WORK TO COMPLETE: Your task is to reproduce, exactly and only, the lines running from the line containing "hx-swap=(hx_swap)" to the end of the data below, both included.
Top of EXCERPTED DATA
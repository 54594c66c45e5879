use maud::{DOCTYPE, Markup, PreEscaped, html};

use std::sync::OnceLock;

use numfmt::{Formatter, Precision};
use time::{Date, format_description::BorrowedFormatItem, macros::format_description};

// Link styles
pub const LINK_STYLE: &str = "text-blue-600 hover:text-blue-500 \
    dark:text-blue-500 dark:hover:text-blue-400 underline";

// Button styles
pub const BUTTON_PRIMARY_STYLE: &str = "w-full px-4 py-2 bg-blue-500 \
    dark:bg-blue-600 disabled:bg-blue-700 hover:enabled:bg-blue-600 \
    hover:enabled:dark:bg-blue-700 text-white rounded";

pub const BUTTON_DELETE_STYLE: &str = "text-red-600 hover:text-red-500 \
    dark:text-red-500 dark:hover:text-red-400 underline bg-transparent \
    border-none cursor-pointer";

// Form styles
pub const FORM_CONTAINER_STYLE: &str = "flex flex-col items-center px-6 py-8 \
    mx-auto lg:py-0 max-w-md text-gray-900 dark:text-white";
pub const FORM_LABEL_STYLE: &str = "block mb-2 text-sm font-medium text-gray-900 dark:text-white";
pub const FORM_TEXT_INPUT_STYLE: &str = "block w-full p-2.5 rounded text-sm \
    text-gray-900 dark:text-white disabled:text-gray-500 bg-gray-50 \
    dark:bg-gray-700 border border-gray-300 dark:border-gray-600 \
    dark:placeholder-gray-400 focus:ring-blue-600 focus:border-blue-600 \
    focus:dark:border-blue-500 focus:dark:ring-blue-500";

// Table styles
pub const TABLE_HEADER_STYLE: &str = "text-xs text-gray-700 uppercase \
    bg-gray-50 dark:bg-gray-700 dark:text-gray-400";

pub const TABLE_ROW_STYLE: &str = "bg-white border-b dark:bg-gray-800 dark:border-gray-700";

pub const TABLE_CELL_STYLE: &str = "px-6 py-4";

// Page container
pub const PAGE_CONTAINER_STYLE: &str =
    "flex flex-col items-center px-6 py-8 mx-auto lg:py-5 text-gray-900 dark:text-white";

pub enum HeadElement {
    /// The file path or URL to a JavaScript script.
    #[allow(dead_code)]
    ScriptLink(String),
    Style(PreEscaped<String>),
}

pub fn base(title: &str, head_elements: &[HeadElement], content: &Markup) -> Markup {
    html! {
        (DOCTYPE)
        html lang="en"
        {
            head
            {
                meta charset="UTF-8";
                meta name="viewport" content="width=device-width, initial-scale=1.0";
                title { (title) " - Fintrack" }
                link rel="icon" type="image/png" href="/static/favicon-32x32.png" sizes="32x32";
                link href="/static/main.css" rel="stylesheet";

                script src="/static/htmx-2.0.8-min.js" integrity="sha384-/TgkGk7p307TH7EXJDuUlgG3Ce1UVolAOFopFekQkkXihi5u/6OCvVKyz1W+idaz" {}
                script src="/static/htmx-ext-response-targets-2.0.4.js" integrity="sha384-T41oglUPvXLGBVyRdZsVRxNWnOOqCynaPubjUVjxhsjFTKrFJGEMm3/0KGmNQ+Pg" {}

                style
                {
                    r#"
                    #indicator.htmx-indicator {
                        display: none;
                    }

                    #indicator.htmx-request .htmx-indicator {
                        display: inline;
                    }

                    #indicator.htmx-request.htmx-indicator {
                        display: inline;
                    }
                    "#
                }

                @for element in head_elements
                {
                    @match element
                    {
                        HeadElement::ScriptLink(path) => script src=(path) {}
                        HeadElement::Style(text) => style { (text) }
                    }
                }
            }

            body
                hx-ext="response-targets"
                class="container max-w-full min-h-screen bg-gray-50 dark:bg-gray-900 pb-[calc(5rem+env(safe-area-inset-bottom))] lg:pb-0"
            {
                (content)

                // Target for out-of-band alert swaps
                div
                    id="alert-container"
                    class="hidden w-full max-w-md px-4"
                    style="position: fixed; bottom: 1rem; left: 50%; transform: translateX(-50%); z-index: 9999;"
                {}
            }
        }
    }
}

pub fn error_view(title: &str, header: &str, description: &str, fix: &str) -> Markup {
    // Layout adapted from https://flowbite.com/blocks/marketing/404/
    let content = html!(
        section class="bg-white dark:bg-gray-900"
        {
            div class="py-8 px-4 mx-auto max-w-screen-xl lg:py-16 lg:px-6"
            {
                div class="mx-auto max-w-screen-sm text-center"
                {
                    h1
                        class="mb-4 text-7xl tracking-tight font-extrabold
                            lg:text-9xl text-blue-600 dark:text-blue-500"
                    {
                        (header)
                    }

                    p
                        class="mb-4 text-3xl md:text-4xl tracking-tight
                            font-bold text-gray-900 dark:text-white"
                    {
                        (description)
                    }

                    p
                        class="mb-4 text-1xl md:text-2xl tracking-tight
                            text-gray-900 dark:text-white"
                    {
                        (fix)
                    }

                    a
                        href="/"
                        class="inline-flex text-white bg-blue-600
                            hover:bg-blue-800 focus:ring-4 focus:outline-hidden
                            focus:ring-blue-300 font-medium rounded text-sm px-5
                            py-2.5 text-center dark:focus:ring-blue-900 my-4"
                    {
                        "Back to Homepage"
                    }
                }
            }
        }
    );

    base(title, &[], &content)
}

/// The card layout shared by the log-in and registration pages.
pub fn log_in_register(form_title: &str, form: &Markup) -> Markup {
    html! {
        div class="flex flex-col items-center justify-center px-6 py-8 mx-auto"
        {
            a href="#" class="flex items-center mb-6 text-2xl font-semibold text-gray-900 dark:text-white"
            {
                img class="w-8 h-8 mr-2" src="/static/favicon-32x32.png" alt="logo";
                "Fintrack"
            }

            div class="w-full bg-white rounded-lg shadow dark:border md:mt-0 sm:max-w-md xl:p-0 dark:bg-gray-800 dark:border-gray-700"
            {
                div class="p-6 space-y-4 md:space-y-6 sm:p-8"
                {
                    h1 class="text-xl font-bold leading-tight tracking-tight text-gray-900 md:text-2xl dark:text-white"
                    {
                        (form_title)
                    }

                    (form)
                }
            }
        }
    }
}

fn field_error(error_message: Option<&str>) -> Markup {
    html! {
        @if let Some(error_message) = error_message
        {
            p class="text-red-500 text-base" { (error_message) }
        }
    }
}

pub fn username_input(username: &str, error_message: Option<&str>) -> Markup {
    html! {
        div
        {
            label for="username" class=(FORM_LABEL_STYLE) { "Username" }

            input
                type="text"
                name="username"
                id="username"
                placeholder="jane_doe"
                class=(FORM_TEXT_INPUT_STYLE)
                required
                minlength="2"
                maxlength="20"
                value=(username);

            (field_error(error_message))
        }
    }
}

pub fn email_input(email: &str, error_message: Option<&str>) -> Markup {
    html! {
        div
        {
            label for="email" class=(FORM_LABEL_STYLE) { "Email" }

            input
                type="email"
                name="email"
                id="email"
                placeholder="name@example.com"
                class=(FORM_TEXT_INPUT_STYLE)
                required
                autofocus
                value=(email);

            (field_error(error_message))
        }
    }
}

pub fn password_input(password: &str, min_length: u8, error_message: Option<&str>) -> Markup {
    html! {
        div
        {
            label
                for="password"
                class=(FORM_LABEL_STYLE)
            {
                "Password"
            }

            input
                type="password"
                name="password"
                id="password"
                placeholder="••••••••"
                class=(FORM_TEXT_INPUT_STYLE)
                required
                value=(password)
                minlength=(min_length);

            (field_error(error_message))
        }

    }
}

pub fn loading_spinner() -> Markup {
    // Spinner SVG adapted from https://flowbite.com/docs/components/spinner/
    html! {
        svg
            aria-hidden="true"
            role="status"
            class="inline text-white w-4 h-4 me-2 mb-1 animate-spin"
            viewBox="0 0 100 101"
            fill="none"
            xmlns="http://www.w3.org/2000/svg"
        {
            path
                d="M100 50.5908C100 78.2051 77.6142 100.591 50 100.591C22.3858 100.591 0 78.2051 0 50.5908C0 22.9766 22.3858 0.59082 50 0.59082C77.6142 0.59082 100 22.9766 100 50.5908ZM9.08144 50.5908C9.08144 73.1895 27.4013 91.5094 50 91.5094C72.5987 91.5094 90.9186 73.1895 90.9186 50.5908C90.9186 27.9921 72.5987 9.67226 50 9.67226C27.4013 9.67226 9.08144 27.9921 9.08144 50.5908Z"
                fill="#E5E7EB" {}
            path
                d="M93.9676 39.0409C96.393 38.4038 97.8624 35.9116 97.0079 33.5539C95.2932 28.8227 92.871 24.3692 89.8167 20.348C85.8452 15.1192 80.8826 10.7238 75.2124 7.41289C69.5422 4.10194 63.2754 1.94025 56.7698 1.05124C51.7666 0.367541 46.6976 0.446843 41.7345 1.27873C39.2613 1.69328 37.813 4.19778 38.4501 6.62326C39.0873 9.04874 41.5694 10.4717 44.0505 10.1071C47.8511 9.54855 51.7191 9.52689 55.5402 10.0491C60.8642 10.7766 65.9928 12.5457 70.6331 15.2552C75.2735 17.9648 79.3347 21.5619 82.5849 25.841C84.9175 28.9121 86.7997 32.2913 88.1811 35.8758C89.083 38.2158 91.5421 39.6781 93.9676 39.0409Z"
                fill="currentColor" {}
        }
    }
}

/// A submit button that shows a spinner while the form's request is in flight.
pub fn submit_button(text: &str) -> Markup {
    html! {
        button type="submit" id="submit-button" tabindex="0" class=(BUTTON_PRIMARY_STYLE)
        {
            span class="inline htmx-indicator" id="indicator"
            {
                (loading_spinner())
            }
            (text)
        }
    }
}

/// Returns the CSS styles for adding a dollar sign prefix to number inputs.
pub fn dollar_input_styles() -> HeadElement {
    HeadElement::Style(PreEscaped(
        r#"
        .input-wrapper {
            position: relative;
            display: block;
        }
        .input-wrapper input[type="number"] {
            padding-left: 1.4rem;
        }
        .input-wrapper::before {
            content: '$';
            position: absolute;
            left: 0.6rem;
            top: 50%;
            transform: translateY(-50%);
            pointer-events: none;
        }
        "#
        .to_owned(),
    ))
}

fn currency_formatter(prefix: &str) -> Option<Formatter> {
    Formatter::currency(prefix)
        .inspect_err(|error| tracing::error!("could not create currency formatter: {error:?}"))
        .ok()
        .map(|formatter| formatter.precision(Precision::Decimals(2)))
}

/// Format `number` as dollars with a thousands separator and two decimal places,
/// e.g. "-$1,234.50".
pub fn format_currency(number: f64) -> String {
    static POSITIVE_FMT: OnceLock<Option<Formatter>> = OnceLock::new();
    static NEGATIVE_FMT: OnceLock<Option<Formatter>> = OnceLock::new();

    if number == 0.0 {
        // numfmt renders zero as "0", without the prefix or decimals.
        return "$0.00".to_owned();
    }

    let formatter = if number < 0.0 {
        NEGATIVE_FMT.get_or_init(|| currency_formatter("-$"))
    } else {
        POSITIVE_FMT.get_or_init(|| currency_formatter("$"))
    };

    let Some(formatter) = formatter else {
        return if number < 0.0 {
            format!("-${:.2}", number.abs())
        } else {
            format!("${number:.2}")
        };
    };

    let mut formatted_string = formatter.fmt_string(number.abs());

    // numfmt drops trailing zeros, e.g. "12.30" is rendered as "12.3".
    match formatted_string.find('.') {
        Some(point) => {
            let decimals = formatted_string.len() - point - 1;
            formatted_string.extend(std::iter::repeat_n('0', 2usize.saturating_sub(decimals)));
        }
        None => formatted_string.push_str(".00"),
    }

    formatted_string
}

/// A link with blue text for use in a <p> tag.
pub fn link(url: &str, text: &str) -> Markup {
    html! (
        a href=(url) class=(LINK_STYLE)
        {
          (text)
        }
    )
}

const DATE_ATTRIBUTE_FORMAT: &[BorrowedFormatItem] =
    format_description!("[year]-[month repr:numerical padding:zero]-[day padding:zero]");

/// A `<time>` element for `date`, e.g. "2025-03-14".
pub fn date_cell(date: Date) -> Markup {
    let datetime = date
        .format(DATE_ATTRIBUTE_FORMAT)
        .unwrap_or_else(|_| date.to_string());

    html! {
        time datetime=(datetime) { (date) }
    }
}

/// Edit link and HTMX delete button for a row in a table or list.
///
/// `hx_target` and `hx_swap` control what is removed from the page when the
/// delete succeeds, e.g. "closest tr" and "delete".
pub fn edit_delete_action_links(
    edit_url: &str,
    delete_url: &str,
    confirm_message: &str,
    hx_target: &str,
    hx_swap: &str,
) -> Markup {
    html! {
        div class="flex gap-4"
        {
            a href=(edit_url) class=(LINK_STYLE) { "Edit" }

            button
                type="button"
                hx-delete=(delete_url)
                hx-confirm=(confirm_message)
                hx-target=(hx_target)
                hx-target-error="#alert-container"
                hx-swap=(hx_swap)
                class=(BUTTON_DELETE_STYLE)
            {
                "Delete"
            }
        }
    }
}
Bottom of EXCERPTED DATA
PROBLEM SOLUTION:
                hx-swap=(hx_swap)
                class=(BUTTON_DELETE_STYLE)
            {
                "Delete"
            }
        }
    }
}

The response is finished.